A dendrogram was created with the strains that showed discordant results and related reference strains that were installed in Biotyper 3.0 (Fig. 1). The protein signature profiles of S. caprae strains created by the standard extraction method comprised a cluster with S. epidermidis CCM4505 and S. pasteuri DSM 10656T. In contrast, the profiles obtained by the direct colony and on-plate extraction methods were closely related to the profile of S. caprae DSM 20608T (Fig. 1). The profiles of S. warneri 54826 as determined by the 3 methods were clustered into the same group as the profile of S. warneri DSM 20316T.
DISCUSSION
Since MALDI-TOF MS was first applied for the identification of microorganisms as early as 1975 (2), this system has been developed for clinical microbiology laboratories as a high-throughput apparatus (3, 4, 24). The direct identification of positive blood cultures by MALDI-TOF MS was recently reported with a species identification rate of 91% (13). Improvements in the Biotyper 3.0 software and its database may change the clinical microbiology laboratory workflow (5, 6).
For MALDI-TOF MS-based bacterial identification, 2 preparatory methods have been introduced by the manufacturer. One of these is the direct colony method, which is suited for routine workflows in the modern clinical microbiology laboratory, requiring a shorter period (less than 30 min for 48 samples) and an easier procedure. However, the method presents the problem of a low identification rate, especially for Gram-positive bacteria (1, 5). Bizzini et al. reported species identification rates by the direct colony method for Streptococcus agalactiae as 58%, Streptococcus pneumoniae as 73%, S. aureus as 79%, and S. epidermidis as 58%, using MALDI Biotyper 2.0 software (4). In this study, we used MALDI Biotyper 3.0 and achieved only slightly higher rates, i.e., 87.5% and 68.8%, respectively, for S. aureus and S. epidermidis by the direct colony method. Our higher identification rates may be due to the improvement of the Biotyper version.
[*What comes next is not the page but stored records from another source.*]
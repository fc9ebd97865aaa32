use engine::{resolve_app_paths, CursorMode, InputMode, LoopConfig, Scene, StartupError};
use thiserror::Error;
use tracing::info;
use tracing_subscriber::EnvFilter;

use super::gameplay;
use super::progress::{ProgressStore, ProgressTracker};
use super::settings::{load_settings, GameSettings, SettingsError};

#[derive(Debug, Error)]
pub(crate) enum BootstrapError {
    #[error(transparent)]
    Startup(#[from] StartupError),
    #[error(transparent)]
    Settings(#[from] SettingsError),
}

pub(crate) struct AppWiring {
    pub(crate) config: LoopConfig,
    pub(crate) night: Box<dyn Scene>,
    pub(crate) office: Box<dyn Scene>,
}

pub(crate) fn build_app() -> Result<AppWiring, BootstrapError> {
    init_tracing();
    info!("=== Nightwatch Startup ===");

    let paths = resolve_app_paths()?;
    info!(root = %paths.root.display(), "app_root_resolved");
    let settings = load_settings(&paths.config_dir)?;
    let progress = ProgressTracker::open(ProgressStore::new(&paths.save_dir)).into_shared();

    let (night, office) = gameplay::build_scene_pair(&settings, &progress);
    Ok(AppWiring {
        config: loop_config(&settings),
        night,
        office,
    })
}

/// `target_fps` becomes the render cap; the input mode decides cursor capture.
pub(crate) fn loop_config(settings: &GameSettings) -> LoopConfig {
    LoopConfig {
        max_render_fps: Some(settings.target_fps),
        cursor_mode: match settings.input_mode {
            InputMode::Pointer => CursorMode::Locked,
            InputMode::Touch => CursorMode::Free,
        },
        ..LoopConfig::default()
    }
}

fn init_tracing() {
    let filter = EnvFilter::try_from_default_env().unwrap_or_else(|_| EnvFilter::new("info"));
    tracing_subscriber::fmt()
        .with_env_filter(filter)
        .with_target(false)
        .with_thread_names(true)
        .compact()
        .init();
}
Another method, the standard extraction method, has been used in the construction of a database for Biotyper and has been recommended by the manufacturer as a reference method for identifications (1, 4, 7). In this study, the identification rate of the standard extraction method was 80.8% at the species level, a better result than previously reported (1). The variability of identification rates among different studies may be explained by differences in growth conditions, sample preparation, number of reference strains, version of Biotyper software, and study design (3). In our protocol, the standard extraction method consisted of approximately 13 steps, including completion of 2 rounds of centrifugation for 2 min each, requiring approximately 180 min for 48 samples. Because this is difficult to automate, the routine use of the standard extraction method may not be suitable for primary preparation (1, 4). Standard extraction may be more suitable as a reference method for use when the on-plate method or direct colony method fails to identify the species.
The on-plate extraction method offers the advantage of a simple and easy-to-use procedure. It requires only 4 steps and 60 min for a complete identification of 48 samples. Bacterial identification rates achieved with the on-plate extraction method were at least equal to those achieved using the standard extraction method. We found that S. aureus had a higher identification rate than CoNS. Further study is needed to identify the cause of this difference.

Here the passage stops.